Mono- and bis-pyridinium aldoximes are the only causal antidotes that are designated for the treatment of organophosphate (OP) poisoning. Intoxication by OPs is caused either by pesticides or by the nerve agents, the latter belong to group of chemical warfare agents. These compounds irreversibly inhibit enzyme acetylcholinesterase (AChE) that is no more able to fulfill its physiological function. Mono- and bis-pyridinium aldoximes are able to restore catalytic function of AChE. The reactivating ability of aldoximes is limited by several drawbacks like low blood-brain barrier permeation, low reactivation potency against specific nerve agents etc. In order to obtain efficient treatment of OP, the introduction of novel AChE reactivators raised as an important issue. For over 60 years of intensive research, none of the reactivators reached sufficient activity. Herein, we present novel mono quaternary reactivators that possess excellent in vitro activity to restore AChE activity after intoxication with different nerve agents as well as pesticides. The molecular docking simulations, total synthesis and biological evaluation will be discussed.

Even though reactive oxygen/nitrogen species (ROS/RNS) are physiologically generated in biological systems, their excessive production may cause severe damage of cellular components. Excessive production of ROS/RNS can occur in response to various stressors such as xenobiotics, radiation or pathological processes.

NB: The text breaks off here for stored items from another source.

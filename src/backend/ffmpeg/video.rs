//! H.264 decoding with libavcodec.

use super::{nv12_image, FFmpeg};
use crate::bridge::{FormatDescription, PixelBuffer, VideoDecoder, VideoDecoderBackend};
use crate::codec::scaler::ConverterCache;
use crate::codec::{CodecContext, CodecError, CodecResult, DecoderConfig, Packet};
use crate::ffi::accessors::codec_flag;
use crate::ffi::{AVCodecID, AVPixelFormat};
use crate::{Error, Result};

impl VideoDecoderBackend for FFmpeg {
    fn create(&self, format: &FormatDescription) -> Result<Box<dyn VideoDecoder>> {
        let config = DecoderConfig {
            codec_id: AVCodecID::H264,
            thread_count: 1,
            flags: codec_flag::LOW_DELAY,
            extradata: Some(format.avcc()),
            ..Default::default()
        };

        let open = || -> CodecResult<CodecContext> {
            let mut ctx = CodecContext::new_decoder(AVCodecID::H264)?;
            ctx.configure_decoder(&config)?;
            ctx.open()?;
            Ok(ctx)
        };
        let ctx = open().map_err(|e| Error::Session(e.to_string()))?;

        Ok(Box::new(H264Decoder {
            ctx,
            converter: ConverterCache::new(AVPixelFormat::Nv12),
        }))
    }
}

struct H264Decoder {
    ctx: CodecContext,
    converter: ConverterCache,
}

impl VideoDecoder for H264Decoder {
    fn decode(&mut self, sample: &[u8], output: &mut dyn FnMut(&PixelBuffer<'_>)) -> Result<()> {
        let decode_error = |e: CodecError| Error::Decode(e.to_string());

        let packet = Packet::from_slice(sample).map_err(decode_error)?;
        let frames = self.ctx.decode(Some(&packet)).map_err(decode_error)?;

        if frames.is_empty() {
            tracing::trace!(target: "avbridge", size = sample.len(), "sample produced no picture");
        }

        for frame in &frames {
            let converted = match self.converter.convert(frame) {
                Ok(converted) => converted,
                Err(e) => {
                    tracing::warn!(target: "avbridge", error = %e, "cannot convert decoded picture");
                    continue;
                }
            };
            let nv12 = converted.as_ref().unwrap_or(frame);

            match nv12_image(nv12) {
                Some(image) => output(&image),
                None => {
                    tracing::warn!(target: "avbridge", ?nv12, "decoded picture has no NV12 planes")
                }
            }
        }

        Ok(())
    }
}
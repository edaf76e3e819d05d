//! One-shot AAC packet decoding into interleaved f32 PCM.

use crate::{Error, Result};

/// Bytes of the ADTS header preceding every input packet
pub const ADTS_HEADER_LEN: usize = 7;

/// `codec` value selecting AAC, the only compressed format defined
pub const CODEC_AAC: i64 = 0;

/// MPEG-4 audio object type for AAC-LC
const AOT_AAC_LC: u16 = 2;

/// Sampling frequency index table (ISO/IEC 14496-3 1.6.3.4)
const SAMPLING_FREQUENCIES: [u32; 13] = [
    96000, 88200, 64000, 48000, 44100, 32000, 24000, 22050, 16000, 12000, 11025, 8000, 7350,
];

/// Compressed AAC stream description
#[derive(Debug, Clone, Copy, PartialEq, Eq)]
pub struct AacFormat {
    pub sample_rate: u32,
    pub channels: u32,
    frequency_index: u8,
    channel_config: u8,
}

impl AacFormat {
    pub fn new(codec: i64, sample_rate: i64, channels: i64) -> Result<Self> {
        if codec != CODEC_AAC {
            return Err(Error::CompressedFormat(format!("unknown codec {}", codec)));
        }

        let frequency_index = SAMPLING_FREQUENCIES
            .iter()
            .position(|f| i64::from(*f) == sample_rate)
            .ok_or_else(|| {
                Error::CompressedFormat(format!("unsupported sample rate {}", sample_rate))
            })?;

        let channel_config = match channels {
            1..=6 => channels as u8,
            8 => 7,
            _ => {
                return Err(Error::CompressedFormat(format!(
                    "unsupported channel count {}",
                    channels
                )))
            }
        };

        Ok(Self {
            sample_rate: SAMPLING_FREQUENCIES[frequency_index],
            channels: channels as u32,
            frequency_index: frequency_index as u8,
            channel_config,
        })
    }

    /// Two-byte AudioSpecificConfig for AAC-LC
    pub fn audio_specific_config(&self) -> [u8; 2] {
        let config = (AOT_AAC_LC << 11)
            | (u16::from(self.frequency_index) << 7)
            | (u16::from(self.channel_config) << 3);
        config.to_be_bytes()
    }
}

/// Interleaved 32-bit float PCM description
#[derive(Debug, Clone, Copy, PartialEq, Eq)]
pub struct PcmFormat {
    pub sample_rate: u32,
    pub channels: u32,
}

impl PcmFormat {
    pub fn new(sample_rate: i64, channels: i64) -> Result<Self> {
        let sample_rate = u32::try_from(sample_rate)
            .ok()
            .filter(|r| *r > 0)
            .ok_or_else(|| Error::PcmFormat(format!("invalid sample rate {}", sample_rate)))?;
        let channels = u32::try_from(channels)
            .ok()
            .filter(|c| *c > 0)
            .ok_or_else(|| Error::PcmFormat(format!("invalid channel count {}", channels)))?;
        Ok(Self {
            sample_rate,
            channels,
        })
    }

    pub fn bytes_per_frame(&self) -> usize {
        self.channels as usize * std::mem::size_of::<f32>()
    }
}

/// Output PCM with a fixed frame capacity
#[derive(Debug)]
pub struct PcmBuffer {
    format: PcmFormat,
    capacity: usize,
    data: Vec<u8>,
}

impl PcmBuffer {
    /// Allocate room for `frames` frames of `format`.
    pub fn new(format: PcmFormat, frames: usize) -> Result<Self> {
        let bytes = frames
            .checked_mul(format.bytes_per_frame())
            .ok_or(Error::OutputAllocation(usize::MAX))?;
        let mut data = Vec::new();
        data.try_reserve_exact(bytes)
            .map_err(|_| Error::OutputAllocation(bytes))?;
        Ok(Self {
            format,
            capacity: frames,
            data,
        })
    }

    pub fn format(&self) -> PcmFormat {
        self.format
    }

    /// Frames written so far
    pub fn frames(&self) -> usize {
        self.data.len() / self.format.bytes_per_frame()
    }

    pub fn capacity(&self) -> usize {
        self.capacity
    }

    pub fn is_full(&self) -> bool {
        self.frames() >= self.capacity
    }

    pub fn as_bytes(&self) -> &[u8] {
        &self.data
    }

    /// Append interleaved samples, stopping at capacity.
    ///
    /// Returns the number of frames taken.
    pub fn push_interleaved(&mut self, samples: &[f32]) -> usize {
        let channels = self.format.channels as usize;
        let room = self.capacity - self.frames();
        let frames = (samples.len() / channels).min(room);
        for sample in &samples[..frames * channels] {
            self.data.extend_from_slice(&sample.to_ne_bytes());
        }
        frames
    }
}

/// Hands the compressed packet to a converter exactly once.
#[derive(Debug)]
pub struct PacketSource<'a> {
    packet: Option<&'a [u8]>,
}

impl<'a> PacketSource<'a> {
    pub fn new(packet: &'a [u8]) -> Self {
        Self {
            packet: Some(packet),
        }
    }

    /// The packet on the first call, `None` afterwards.
    pub fn next_packet(&mut self) -> Option<&'a [u8]> {
        self.packet.take()
    }
}

/// Outcome of a conversion
#[derive(Debug, Clone, Copy, PartialEq, Eq)]
pub enum ConvertStatus {
    HaveData,
    NoData,
}

/// Converts compressed packets to PCM.
pub trait AudioConverter {
    /// Pull packets from `input` until it runs dry or `out` is full.
    fn convert(&mut self, input: &mut PacketSource<'_>, out: &mut PcmBuffer)
        -> Result<ConvertStatus>;
}

/// Creates converters between a compressed and a PCM format.
pub trait AudioConverterBackend {
    fn create(&self, from: &AacFormat, to: &PcmFormat) -> Result<Box<dyn AudioConverter>>;
}

/// One decode call's parameters
#[derive(Debug, Clone, Copy)]
pub struct DecodeRequest<'a> {
    pub codec: i64,
    pub sample_rate: i64,
    pub channels: i64,
    /// Frames the caller expects
    pub frames: i64,
    /// ADTS header followed by the raw AAC payload
    pub input: &'a [u8],
}

/// Decode one packet into `out`.
///
/// `out` is written only on success, and only when the decoded byte count
/// equals `out.len()` exactly.
pub fn decode_audio(
    backend: &dyn AudioConverterBackend,
    request: &DecodeRequest<'_>,
    out: &mut [u8],
) -> Result<()> {
    let aac = AacFormat::new(request.codec, request.sample_rate, request.channels)?;

    let packet = request
        .input
        .get(ADTS_HEADER_LEN..)
        .filter(|p| !p.is_empty())
        .ok_or_else(|| {
            Error::CompressedFormat(format!(
                "packet of {} bytes has no payload after the header",
                request.input.len()
            ))
        })?;

    let pcm = PcmFormat::new(request.sample_rate, request.channels)?;

    let frames = usize::try_from(request.frames)
        .map_err(|_| Error::InvalidArgument(format!("frame count {}", request.frames)))?;
    let mut buffer = PcmBuffer::new(pcm, frames)?;

    let mut converter = backend.create(&aac, &pcm)?;

    let mut source = PacketSource::new(packet);
    match converter.convert(&mut source, &mut buffer)? {
        ConvertStatus::HaveData => {}
        ConvertStatus::NoData => return Err(Error::NoData),
    }

    let produced = buffer.as_bytes();
    if produced.len() != out.len() {
        tracing::debug!(
            target: "avbridge",
            produced = produced.len(),
            expected = out.len(),
            "decoded size does not match output"
        );
        return Err(Error::SizeMismatch {
            produced: produced.len(),
            expected: out.len(),
        });
    }

    out.copy_from_slice(produced);
    Ok(())
}
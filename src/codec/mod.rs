//! Safe Rust wrappers for FFmpeg codec operations
//!
//! This module provides RAII wrappers around FFmpeg's C structures,
//! ensuring proper resource cleanup and memory safety.

pub mod context;
pub mod frame;
pub mod input;
pub mod packet;
pub mod scaler;

pub use context::CodecContext;
pub use frame::Frame;
pub use input::InputDevice;
pub use packet::Packet;
pub use scaler::Scaler;

use crate::ffi::{AVCodecID, AVPixelFormat};

/// Decoder configuration
#[derive(Debug, Clone)]
pub struct DecoderConfig {
    /// Codec ID
    pub codec_id: AVCodecID,
    /// Number of threads (0 for auto)
    pub thread_count: u32,
    /// Codec flags (`codec_flag::*`)
    pub flags: i32,
    /// Extra data (codec-specific, e.g. avcC for H.264, AudioSpecificConfig for AAC)
    pub extradata: Option<Vec<u8>>,
    /// Audio sample rate, when the container does not carry one
    pub sample_rate: Option<u32>,
    /// Audio channel count, when the container does not carry one
    pub channels: Option<u32>,
}

impl Default for DecoderConfig {
    fn default() -> Self {
        Self {
            codec_id: AVCodecID::H264,
            thread_count: 0,
            flags: 0,
            extradata: None,
            sample_rate: None,
            channels: None,
        }
    }
}

/// Codec error type
#[derive(Debug, thiserror::Error)]
pub enum CodecError {
    #[error("FFmpeg error: {0}")]
    Ffmpeg(#[from] crate::ffi::FFmpegError),

    #[error("Decoder not found for codec: {0:?}")]
    DecoderNotFound(AVCodecID),

    #[error("Input format not found: {0}")]
    InputFormatNotFound(String),

    #[error("Failed to allocate {0}")]
    AllocationFailed(&'static str),

    #[error("Invalid configuration: {0}")]
    InvalidConfig(String),

    #[error("Invalid state: {0}")]
    InvalidState(String),

    #[error("Unsupported pixel format: {0:?}")]
    UnsupportedPixelFormat(AVPixelFormat),
}

pub type CodecResult<T> = Result<T, CodecError>;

Oxidative stress has also been reported to cause adverse effects of some therapeutic drugs including acetylcholinesterase (AChE) oxime reactivators which are used in therapy of organophosphate poisoning.  In this study, we determined the effect of obidoxime, methoxime, asoxime, pralidoxime and trimedoxime on redox homeostasis in cultured human hepatoma (HepG2) cells. The cells were incubated with oximes at concentration corresponding with their IC₅₀ for 1, 4 and 24 hours. Intracellular ROS levels were determined using two fluorescent probes (2',7'‑dichlorodihydrofluorescein diacetate and dihydroethidium). Malondialdehyde and 3‑nitrotyrosine were measured using LC-MS/MS. Additionally, non-protein thiols and non-protein disulfides were evaluated to reflect antioxidant capacity. Individual reactivators displayed distinct quantitative and/or qualitative changes in redox homeostasis reflecting different role of oxidative stress in their intrinsic toxicity. Future perspectives are to test new AChE reactivators synthetized at Department of Toxicology and Military Pharmacy in order to minimalize their unwanted side effect related to oxidative stress.